From: Mel Gorman <mgorman@suse.de>
To: Christoph Lameter <cl@linux.com>
Cc: Linux-MM <linux-mm@kvack.org>,
Johannes Weiner <hannes@cmpxchg.org>, Dave Hansen <dave@sr71.net>,
LKML <linux-kernel@vger.kernel.org>
Subject: Re: [PATCH 09/22] mm: page allocator: Allocate/free order-0 pages from a per-zone magazine
Date: Thu, 9 May 2013 18:27:21 +0100 [thread overview]
Message-ID: <20130509172721.GG11497@suse.de> (raw)
In-Reply-To: <0000013e8a189d6a-efcf99b5-c620-4882-8faf-8187ec243b2c-000000@email.amazonses.com>
On Thu, May 09, 2013 at 04:21:09PM +0000, Christoph Lameter wrote:
> On Thu, 9 May 2013, Mel Gorman wrote:
>
> > >
> > > The per cpu structure access also would not need to disable irq if the
> > > fast path would be using this_cpu ops.
> > >
> >
> > How does this_cpu protect against preemption due to interrupt? this_read()
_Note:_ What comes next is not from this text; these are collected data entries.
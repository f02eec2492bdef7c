//! Single-flight token refresh with FIFO waiter fan-out
//!
//! Refresh is a side-effecting, rate-limited network call: the backend may
//! rotate or invalidate the previous refresh token, so a storm of rejected
//! requests must produce exactly one refresh. The first caller to find the
//! coordinator idle becomes the *leader* and performs the call; every
//! caller arriving while it is in flight is enqueued as a *follower* and
//! suspended until the leader settles. The leader then drains the queue in
//! arrival order, handing every waiter the same outcome.
//!
//! The state mutex is only ever held for the enqueue/transition and the
//! drain, never across an `.await`.

use std::sync::Arc;
use std::time::Duration;

use parking_lot::Mutex;
use thiserror::Error;
use tokio::sync::oneshot;
use tracing::{debug, info, warn};

use super::signal::SessionEvents;
use super::store::SessionStore;
use super::traits::RefreshTransport;

/// Error type for a failed refresh cycle.
///
/// Cloneable so a single failure can be fanned out to every queued waiter.
#[derive(Debug, Clone, PartialEq, Eq, Error)]
pub enum RefreshError {
    /// No refresh token is stored; nothing to exchange.
    #[error("no refresh token available")]
    NoRefreshToken,

    /// The backend refused the refresh token.
    #[error("refresh rejected by server: {0}")]
    Rejected(String),

    /// The refresh call produced no response.
    #[error("refresh transport failed: {0}")]
    Transport(String),

    /// The backend answered success but supplied no usable access token.
    #[error("refresh response contained no usable access token")]
    EmptyGrant,

    /// The refresh call exceeded its configured bound.
    #[error("refresh timed out after {0:?}")]
    TimedOut(Duration),

    /// The refreshed session could not be persisted.
    #[error("refreshed session could not be persisted: {0}")]
    Persist(String),

    /// The in-flight refresh went away without resolving this waiter.
    #[error("refresh was interrupted before completion")]
    Interrupted,
}

type Waiter = oneshot::Sender<Result<String, RefreshError>>;

enum RefreshState {
    Idle,
    Refreshing { waiters: Vec<Waiter> },
}

/// Coordinates token refresh across all concurrent request flows.
///
/// One coordinator exists per client; the request pipeline calls
/// [`await_fresh_token`](Self::await_fresh_token) whenever a request is
/// rejected with an authorization failure. Whatever the outcome, the
/// coordinator always returns to idle and is ready for a fresh login.
pub struct RefreshCoordinator {
    transport: Arc<dyn RefreshTransport>,
    store: Arc<SessionStore>,
    events: SessionEvents,
    state: Mutex<RefreshState>,
    refresh_timeout: Option<Duration>,
}

impl RefreshCoordinator {
    /// Create a coordinator over the given transport, store, and signal.
    #[must_use]
    pub fn new(
        transport: Arc<dyn RefreshTransport>,
        store: Arc<SessionStore>,
        events: SessionEvents,
    ) -> Self {
        Self { transport, store, events, state: Mutex::new(RefreshState::Idle), refresh_timeout: None }
    }

    /// Bound the refresh network call.
    ///
    /// Without a bound a hung refresh stalls every follower indefinitely;
    /// with one, expiry fails the whole cycle with
    /// [`RefreshError::TimedOut`] and the normal failure teardown runs.
    #[must_use]
    pub fn with_refresh_timeout(mut self, timeout: Duration) -> Self {
        self.refresh_timeout = Some(timeout);
        self
    }

    /// Obtain a fresh access token, joining any refresh already in flight.
    ///
    /// The first caller becomes the leader and performs the network call;
    /// concurrent callers suspend and receive the leader's outcome. On
    /// success the new session is already persisted when this returns; on
    /// failure the session is cleared, every waiter receives the same
    /// error, and one session-ended event has been emitted.
    ///
    /// # Errors
    /// Returns the [`RefreshError`] that settled the cycle.
    pub async fn await_fresh_token(&self) -> Result<String, RefreshError> {
        let enrollment = {
            let mut state = self.state.lock();
            match &mut *state {
                RefreshState::Refreshing { waiters } => {
                    let (tx, rx) = oneshot::channel();
                    waiters.push(tx);
                    debug!(queued = waiters.len(), "refresh in flight, caller enqueued");
                    Some(rx)
                }
                RefreshState::Idle => {
                    *state = RefreshState::Refreshing { waiters: Vec::new() };
                    None
                }
            }
        };

        match enrollment {
            Some(waiter) => waiter.await.unwrap_or(Err(RefreshError::Interrupted)),
            None => self.lead_refresh().await,
        }
    }

    /// Whether a refresh cycle is currently in flight.
    pub fn is_refreshing(&self) -> bool {
        matches!(*self.state.lock(), RefreshState::Refreshing { .. })
    }

    #[cfg(test)]
    fn waiter_count(&self) -> usize {
        match &*self.state.lock() {
            RefreshState::Refreshing { waiters } => waiters.len(),
            RefreshState::Idle => 0,
        }
    }

    /// Leader path: perform the refresh, settle the queue, return the
    /// leader's own outcome.
    async fn lead_refresh(&self) -> Result<String, RefreshError> {
        debug!("leading token refresh");
        let outcome = self.perform_refresh().await;

        if let Err(err) = &outcome {
            warn!(error = %err, "token refresh failed, ending session");
            if let Err(clear_err) = self.store.clear().await {
                warn!(error = %clear_err, "failed to remove persisted session");
            }
        }

        self.drain(&outcome);

        match &outcome {
            Ok(_) => info!("token refresh succeeded"),
            Err(_) => self.events.session_ended(),
        }

        outcome
    }

    /// Exchange the stored refresh token for a new session.
    async fn perform_refresh(&self) -> Result<String, RefreshError> {
        let refresh_token =
            self.store.refresh_token().await.ok_or(RefreshError::NoRefreshToken)?;

        let grant = match self.refresh_timeout {
            Some(limit) => tokio::time::timeout(limit, self.transport.refresh(&refresh_token))
                .await
                .unwrap_or(Err(RefreshError::TimedOut(limit)))?,
            None => self.transport.refresh(&refresh_token).await?,
        };

        let previous = self.store.get().await;
        let session = grant.into_session(previous).ok_or(RefreshError::EmptyGrant)?;
        let token = session.token.clone();

        self.store.set(session).await.map_err(|err| RefreshError::Persist(err.to_string()))?;

        Ok(token)
    }

    /// Resolve every queued waiter with the settled outcome and return the
    /// coordinator to idle. Waiters are resolved in arrival order.
    fn drain(&self, outcome: &Result<String, RefreshError>) {
        let waiters = {
            let mut state = self.state.lock();
            match std::mem::replace(&mut *state, RefreshState::Idle) {
                RefreshState::Refreshing { waiters } => waiters,
                RefreshState::Idle => Vec::new(),
            }
        };

        debug!(waiters = waiters.len(), "settling queued requests");
        for waiter in waiters {
            // A waiter whose caller went away is fine to skip.
            let _ = waiter.send(outcome.clone());
        }
    }
}

impl std::fmt::Debug for RefreshCoordinator {
    fn fmt(&self, f: &mut std::fmt::Formatter<'_>) -> std::fmt::Result {
        f.debug_struct("RefreshCoordinator")
            .field("refreshing", &self.is_refreshing())
            .field("refresh_timeout", &self.refresh_timeout)
            .finish_non_exhaustive()
    }
}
> > itself only disables preemption and it's explicitly documented that
> > interrupt that modifies the per-cpu data will not be reliable so the use
> > of the per-cpu lists is right out. It would require that a race-prone
> > check be used with cmpxchg which in turn would require arrays, not lists.
>
> this_cpu uses single atomic instructions that cannot be interrupted. The
> relocation occurs through a segment prefix and therefore is not subject
> to preemption. The interrupts and rescheduling can occur between this_cpu
> ops and there races would have to be dealt with. True using cmpxchg (w/o
> lock semantics) is not that easy. But that is the fastest solution that I
> know of.
>
And it requires moving to an array so there are going to be strong limits
on the size of the per-cpu queue.
> > I don't see how as the page allocator does not control the physical location
> > of any pages freed to it and it's the struct pages it is linking together. On
> > some systems at least with 1G pages, the struct pages will be backed by
> > memory mapped with 1G entries so the TLB pressure should be reduced but
> > the cache pressure from struct page modifications is certainly a problem.
>
> I would be useful if the allocator would hand out pages from the
> same physical area first. This would reduce fragmentation as well and
> since it is likely that numerous pages are allocated for some purpose
> (given that that the page sizes of 4k are rather tiny compared to the data
> needs these day) would reduce TLB pressure.
>
It already does this via the buddy allocator and the treatment of
migratetypes.
> > > > > 3. The magazine_lock is potentially hot but it can be split to have
> > > > one lock per CPU socket to reduce contention. Draining the lists
> > > > in this case would acquire multiple locks be acquired.
> > >
> > > IMHO the use of per cpu RMV operations would be lower latency than the use
> > > of spinlocks. There is no "lock" prefix overhead with those. Page
> > > allocation is a frequent operation that I would think needs to be as fast
> > > as possible.
> >
> > The memory requirements may be large because those per-cpu areas sized are
> > allocated depending on num_possible_cpus()s. Correct? Regardless of their
>
> Yes. But we have lots of memory in machines these days. Why would that be
> an issue?
>
Because the embedded people will have a fit if the page allocator needs
an additional 1K+ of memory just to turn on.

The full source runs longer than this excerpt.